Despite our family being the last to pack up and move out the day before, I was so inspired to see the way we all worked together in crisis mode. No one needed to be rolled awake, and everyone observed and worked. It was a proud mumma moment to see parts of our family helping out other families because they had so quickly packed up.

It was to a lot of people’s frustration on the last day when it was revealed that the whole thing had been a set up that only two of the leaders had known about. Some of the kids were so annoyed and it made me laugh because arranged or not, they still had to do it. The truth hadn’t changed the outcome.


But it wasn’t all hard.


Since my first miscarriage I have felt very strongly about the fact that I am a mother, but because of my circumstances I’m not always in a position where I get to mother often. This trek gave me the wonderful and unique experience of being able to mother. I was blessed with eight teenage kids. But the greater blessing was how quickly I felt a genuine love for each of them. I loved being able to care for people in such a different and nurturing way.

Sometimes in my social awkwardness I wasn’t always the best at showing it, but trust me, the feels were reals!



Having chill hangs with the family and being able with chat to them just made me realise how much I want to have special relationships with each of my future children. Especially to recognize that each of them are actual people with unique ideas, hopes and potential.
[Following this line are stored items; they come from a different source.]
//! Operation traits

mod sorting;

pub use sorting::SortingOps;
//! Borrowed, dtype-tagged views over caller-owned buffers

use super::Shape;
use crate::dtype::{DType, Element};
use crate::error::{Error, Result};

fn check_len(shape: &Shape, dtype: DType, bytes: usize) -> Result<()> {
    let elements = shape.elements();
    let expected = elements * dtype.size_in_bytes();
    if bytes != expected {
        return Err(Error::BufferSize {
            dtype,
            elements,
            expected,
            got: bytes,
        });
    }
    Ok(())
}

/// Read-only view of a contiguous row-major buffer
///
/// The view never owns its bytes; the borrow ties its lifetime to the
/// caller's storage.
#[derive(Clone, Debug)]
pub struct TensorView<'a> {
    shape: Shape,
    dtype: DType,
    data: &'a [u8],
}

impl<'a> TensorView<'a> {
    /// Wrap raw bytes tagged with `dtype`.
    ///
    /// Fails with [`Error::BufferSize`] unless `data` holds exactly
    /// `shape.elements()` elements of `dtype`.
    pub fn new(shape: Shape, dtype: DType, data: &'a [u8]) -> Result<Self> {
        check_len(&shape, dtype, data.len())?;
        Ok(Self { shape, dtype, data })
    }

    /// Wrap a typed slice without copying.
    ///
    /// ```
    /// use rowsort::prelude::*;
    /// let data = [3.0f32, 1.0, 4.0, 1.5];
    /// let view = TensorView::from_slice(&data, &[2, 2])?;
    /// assert_eq!(view.dtype(), DType::F32);
    /// # Ok::<(), rowsort::error::Error>(())
    /// ```
    pub fn from_slice<T: Element>(data: &'a [T], shape: &[usize]) -> Result<Self> {
        Self::new(Shape::new(shape)?, T::DTYPE, bytemuck::cast_slice(data))
    }

    /// Shape of the view
    #[inline]
    pub fn shape(&self) -> &Shape {
        &self.shape
    }

    /// Element type tag
    #[inline]
    pub fn dtype(&self) -> DType {
        self.dtype
    }

    /// Number of elements
    #[inline]
    pub fn elements(&self) -> usize {
        self.shape.elements()
    }

    /// Reinterpret the bytes as `&[T]`.
    ///
    /// Fails if `T` does not match the view's dtype or the buffer is not
    /// aligned for `T`.
    pub fn as_slice<T: Element>(&self) -> Result<&'a [T]> {
        if T::DTYPE != self.dtype {
            return Err(Error::mismatch("view", T::DTYPE, self.dtype));
        }
        bytemuck::try_cast_slice(self.data).map_err(|_| Error::Misaligned { dtype: self.dtype })
    }
}

/// Writable view of a contiguous row-major output buffer
#[derive(Debug)]
pub struct TensorViewMut<'a> {
    shape: Shape,
    dtype: DType,
    data: &'a mut [u8],
}

impl<'a> TensorViewMut<'a> {
    /// Wrap raw bytes tagged with `dtype`.
    pub fn new(shape: Shape, dtype: DType, data: &'a mut [u8]) -> Result<Self> {
        check_len(&shape, dtype, data.len())?;
        Ok(Self { shape, dtype, data })
    }

    /// Wrap a typed mutable slice without copying.
    pub fn from_slice_mut<T: Element>(data: &'a mut [T], shape: &[usize]) -> Result<Self> {
        Self::new(Shape::new(shape)?, T::DTYPE, bytemuck::cast_slice_mut(data))
    }

    /// Shape of the view
    #[inline]
    pub fn shape(&self) -> &Shape {
        &self.shape
    }

    /// Element type tag
    #[inline]
    pub fn dtype(&self) -> DType {
        self.dtype
    }

    /// Number of elements
    #[inline]
    pub fn elements(&self) -> usize {
        self.shape.elements()
    }

    /// Reinterpret the bytes as `&mut [T]`.
    pub fn as_mut_slice<T: Element>(&mut self) -> Result<&mut [T]> {
        if T::DTYPE != self.dtype {
            return Err(Error::mismatch("view", T::DTYPE, self.dtype));
        }
        let dtype = self.dtype;
        bytemuck::try_cast_slice_mut(&mut *self.data).map_err(|_| Error::Misaligned { dtype })
    }
}
//! Row-wise ordering operations
//!
//! Operations are defined as traits implemented by a client type, following
//! the same shape on every backend:
//!
//! ```text
//! CpuClient
//!   └── implements SortingOps
//!         ├── topk  (k extremal values + indices per row)
//!         └── sort  (full permutation + indices per row)
//! ```
//!
//! Each operation first runs its validator ([`validate_topk`] / [`validate_sort`]),
//! which checks every precondition and produces a [`RowPlan`]. Only then does
//! the backend touch output memory, so a failed call never leaves a partial
//! result behind.
//!
//! Element type support is declared per operation through [`SortOp`] rather
//! than checked ad hoc inside kernels.

mod capability;
mod cpu;
mod traits;
mod validation;

pub use capability::SortOp;
pub use traits::SortingOps;
pub use validation::{RowPlan, validate_sort, validate_topk};
use serde::{Deserialize, Serialize};
use std::fmt;

/// A key color given as `#RRGGBB`.
#[derive(Debug, Clone, Copy, PartialEq, Eq, Hash, Serialize, Deserialize)]
#[serde(try_from = "String", into = "String")]
pub struct RgbColor {
    pub r: u8,
    pub g: u8,
    pub b: u8,
}

impl RgbColor {
    pub const BLACK: RgbColor = RgbColor { r: 0, g: 0, b: 0 };

    /// Parses `#RRGGBB` (hex digits in either case).
    pub fn parse(s: &str) -> Option<Self> {
        let hex = s.strip_prefix('#')?;
        if hex.len() != 6 || !hex.bytes().all(|b| b.is_ascii_hexdigit()) {
            return None;
        }
        let channel = |i: usize| u8::from_str_radix(&hex[i..i + 2], 16).ok();
        Some(Self {
            r: channel(0)?,
            g: channel(2)?,
            b: channel(4)?,
        })
    }

    /// Packed token understood by the engine, e.g. `0x00FF00`.
    pub fn to_packed_hex(&self) -> String {
        format!("0x{:02X}{:02X}{:02X}", self.r, self.g, self.b)
    }
}

impl fmt::Display for RgbColor {
    fn fmt(&self, f: &mut fmt::Formatter<'_>) -> fmt::Result {
        write!(f, "#{:02X}{:02X}{:02X}", self.r, self.g, self.b)
    }
}

impl TryFrom<String> for RgbColor {
    type Error = String;

    fn try_from(value: String) -> Result<Self, Self::Error> {
        Self::parse(&value).ok_or_else(|| format!("invalid color '{}', expected #RRGGBB", value))
    }
}

impl From<RgbColor> for String {
    fn from(color: RgbColor) -> Self {
        color.to_string()
    }
}
//! Metrics middleware for API routes.

use axum::{body::Body, http::Request, middleware::Next, response::Response};
use std::time::Instant;

use crate::metrics::{
    normalize_path, HTTP_REQUESTS_IN_FLIGHT, HTTP_REQUESTS_TOTAL, HTTP_REQUEST_DURATION,
};

/// Metrics middleware that tracks HTTP request duration and counts.
///
/// This middleware records:
/// - Request duration (histogram)
/// - Request count (counter)
/// - Requests in flight (gauge)
pub async fn metrics_middleware(request: Request<Body>, next: Next) -> Response {
    let start = Instant::now();
    let method = request.method().to_string();
    let path = normalize_path(request.uri().path());

    HTTP_REQUESTS_IN_FLIGHT.inc();

    let response = next.run(request).await;

    HTTP_REQUESTS_IN_FLIGHT.dec();

    let duration = start.elapsed().as_secs_f64();
    let status = response.status().as_u16().to_string();

    HTTP_REQUEST_DURATION
        .with_label_values(&[&method, &path, &status])
        .observe(duration);
    HTTP_REQUESTS_TOTAL
        .with_label_values(&[&method, &path, &status])
        .inc();

    response
}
The special moments were hearing our kids speak about how blessed they felt to have us as their parents and them sharing the love they had for our family. Another super sacred moment was on the Sunday afternoon where we all went as a family out into the great and spacious green that was around us, then sat off each to their own with some quiet time to write, ponder and pray. There was a beautiful stillness that touched many hearts, and it was so touching to see many return with teary eyes.


I miss those kids.


The day we returned home from trek, Josh went to have a lay down and then later told me that he already missed being a Pa and my heart almost broke in two. We did get to catch up with all but two of our kids at the trek reunion activity which was such a blessing. The beauty of social media helps me keep in touch with most of the kidlettes.


I’m not totally sure how trek affected each of my kids, and I’m more unsure of how much they understand the place it had in my heart. They all allowed me a very sacred experience of loving in such a special way, and having a bittersweet glimpse into the possibilities of my future. Moments with them gave me an opportunity to admire parts of them and to think, “Wow, I hope one of my sons leads like that,” “I really would love if my daughter could be as encouraging as that.”


Those four days were intense. Sore. Tiring. Humbling.


They reminded me that hard things are not always bad. Bad things can be beautiful. There is growing space in pain and struggle. Find the strength!